What you should do: All lines with the word "ReadAnalyze" must be pulled from the entries below.

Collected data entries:

::::::::::

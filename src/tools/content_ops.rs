//! Content tools: pattern search, keyword analysis, append, line deletion.

use std::fs;
use std::io::{ErrorKind, Write};

use walkdir::WalkDir;

use super::{Session, Tool};

/// Find files matching a filename pattern, recursively.
pub struct FindFiles;

impl Tool for FindFiles {
    fn name(&self) -> &str {
        "Find Files"
    }

    fn description(&self) -> &str {
        "Finds files in the current directory and subdirectories that match a specified pattern. Input should be a filename pattern (e.g., '*.txt') to locate matching files."
    }

    fn execute(&self, input: &str, session: &mut Session) -> String {
        let pattern = input.trim();
        let mut matching = Vec::new();

        for entry in WalkDir::new(session.current_dir())
            .into_iter()
            .filter_map(Result::ok)
        {
            if entry.file_type().is_file()
                && wildcard_match(pattern, &entry.file_name().to_string_lossy())
            {
                matching.push(entry.path().display().to_string());
            }
        }

        if matching.is_empty() {
            return "No files found matching the pattern.".to_string();
        }
        matching.join(", ")
    }
}

/// Match a filename against a shell-style pattern (`*` and `?` wildcards).
fn wildcard_match(pattern: &str, name: &str) -> bool {
    let pattern: Vec<char> = pattern.chars().collect();
    let name: Vec<char> = name.chars().collect();

    let (mut p, mut n) = (0usize, 0usize);
    let mut star: Option<(usize, usize)> = None;

    while n < name.len() {
        if p < pattern.len() && (pattern[p] == '?' || pattern[p] == name[n]) {
            p += 1;
            n += 1;
        } else if p < pattern.len() && pattern[p] == '*' {
            star = Some((p, n));
            p += 1;
        } else if let Some((star_p, star_n)) = star {
            // Backtrack: let the last '*' absorb one more character.
            p = star_p + 1;
            n = star_n + 1;
            star = Some((star_p, star_n + 1));
        } else {
            return false;
        }
    }

    pattern[p..].iter().all(|&c| c == '*')
}

/// Read a file and count keyword occurrences in it.
pub struct ReadAnalyze;

impl Tool for ReadAnalyze {
    fn name(&self) -> &str {
        "Read and Analyze File"
    }

    fn description(&self) -> &str {
        "Reads the content of a specified file and analyzes it for specified keywords. Input should be the file path, followed by a comma-separated list of keywords."
    }

    fn execute(&self, input: &str, session: &mut Session) -> String {
        let trimmed = input.trim();
        let mut parts = trimmed.splitn(2, ',');
        let file_part = parts.next().unwrap_or_default().trim();
        let keywords: Vec<String> = parts
            .next()
            .map(|rest| rest.split(',').map(|k| k.trim().to_string()).collect())
            .unwrap_or_default();

        let file_path = session.current_dir().join(file_part);
        if !file_path.is_file() {
            return format!("File not found: {}", file_path.display());
        }

        match fs::read_to_string(&file_path) {
            Ok(content) => analyze_content(&content, &keywords),
            Err(e) if e.kind() == ErrorKind::InvalidData => {
                "Error reading file: Unable to decode the file content.".to_string()
            }
            Err(e) => format!("Error reading file: {}", e),
        }
    }
}

/// Case-insensitive, non-overlapping keyword counts, one line per keyword.
fn analyze_content(content: &str, keywords: &[String]) -> String {
    let haystack = content.to_lowercase();
    keywords
        .iter()
        .map(|keyword| {
            let count = haystack.matches(&keyword.to_lowercase()).count();
            if count > 0 {
                format!("Keyword '{}' found {} times.", keyword, count)
            } else {
                format!("Keyword '{}' not found.", keyword)
            }
        })
        .collect::<Vec<_>>()
        .join("\n")
}

/// Append content to an existing file.
pub struct AddContent;

impl Tool for AddContent {
    fn name(&self) -> &str {
        "Add Content"
    }

    fn description(&self) -> &str {
        "Appends specified content to a file in the current directory. Input should be the file name followed by the content to add, separated by a ','."
    }

    fn execute(&self, input: &str, session: &mut Session) -> String {
        let parts: Vec<&str> = input.splitn(2, ',').collect();
        if parts.len() != 2 {
            return "Invalid input format. Provide a file name followed by content.".to_string();
        }

        let (file_name, content_to_add) = (parts[0], parts[1]);
        let file_path = session.current_dir().join(file_name.trim());

        if !file_path.is_file() {
            return "File not found.".to_string();
        }

        let result = fs::OpenOptions::new()
            .append(true)
            .open(&file_path)
            .and_then(|mut file| write!(file, "\n{}", content_to_add.trim()));

        match result {
            Ok(()) => format!("Content added to '{}'.", file_name),
            Err(e) => format!("Error adding content: {}", e),
        }
    }
}

/// Delete lines containing a given text from a file.
pub struct DeleteContent;

impl Tool for DeleteContent {
    fn name(&self) -> &str {
        "Delete Content"
    }

    fn description(&self) -> &str {
        "Deletes lines containing specified text from a file in the current directory. Input should be the file name followed by the text to delete."
    }

    fn execute(&self, input: &str, session: &mut Session) -> String {
        let parts: Vec<&str> = input.splitn(2, ',').collect();
        if parts.len() != 2 {
            return "Invalid input format. Provide a file name followed by the text to delete."
                .to_string();
        }

        let (file_name, text_to_delete) = (parts[0], parts[1]);
        let file_path = session.current_dir().join(file_name.trim());

        if !file_path.is_file() {
            return "File not found.".to_string();
        }

        let result = fs::read_to_string(&file_path).and_then(|content| {
            let kept: String = content
                .split_inclusive('\n')
                .filter(|line| !line.contains(text_to_delete))
                .collect();
            fs::write(&file_path, kept)
        });

        match result {
            Ok(()) => format!(
                "Deleted lines containing '{}' from '{}'.",
                text_to_delete, file_name
            ),
            Err(e) => format!("Error deleting content: {}", e),
        }
    }
}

::::::::::

Result:
pub struct ReadAnalyze;
impl Tool for ReadAnalyze {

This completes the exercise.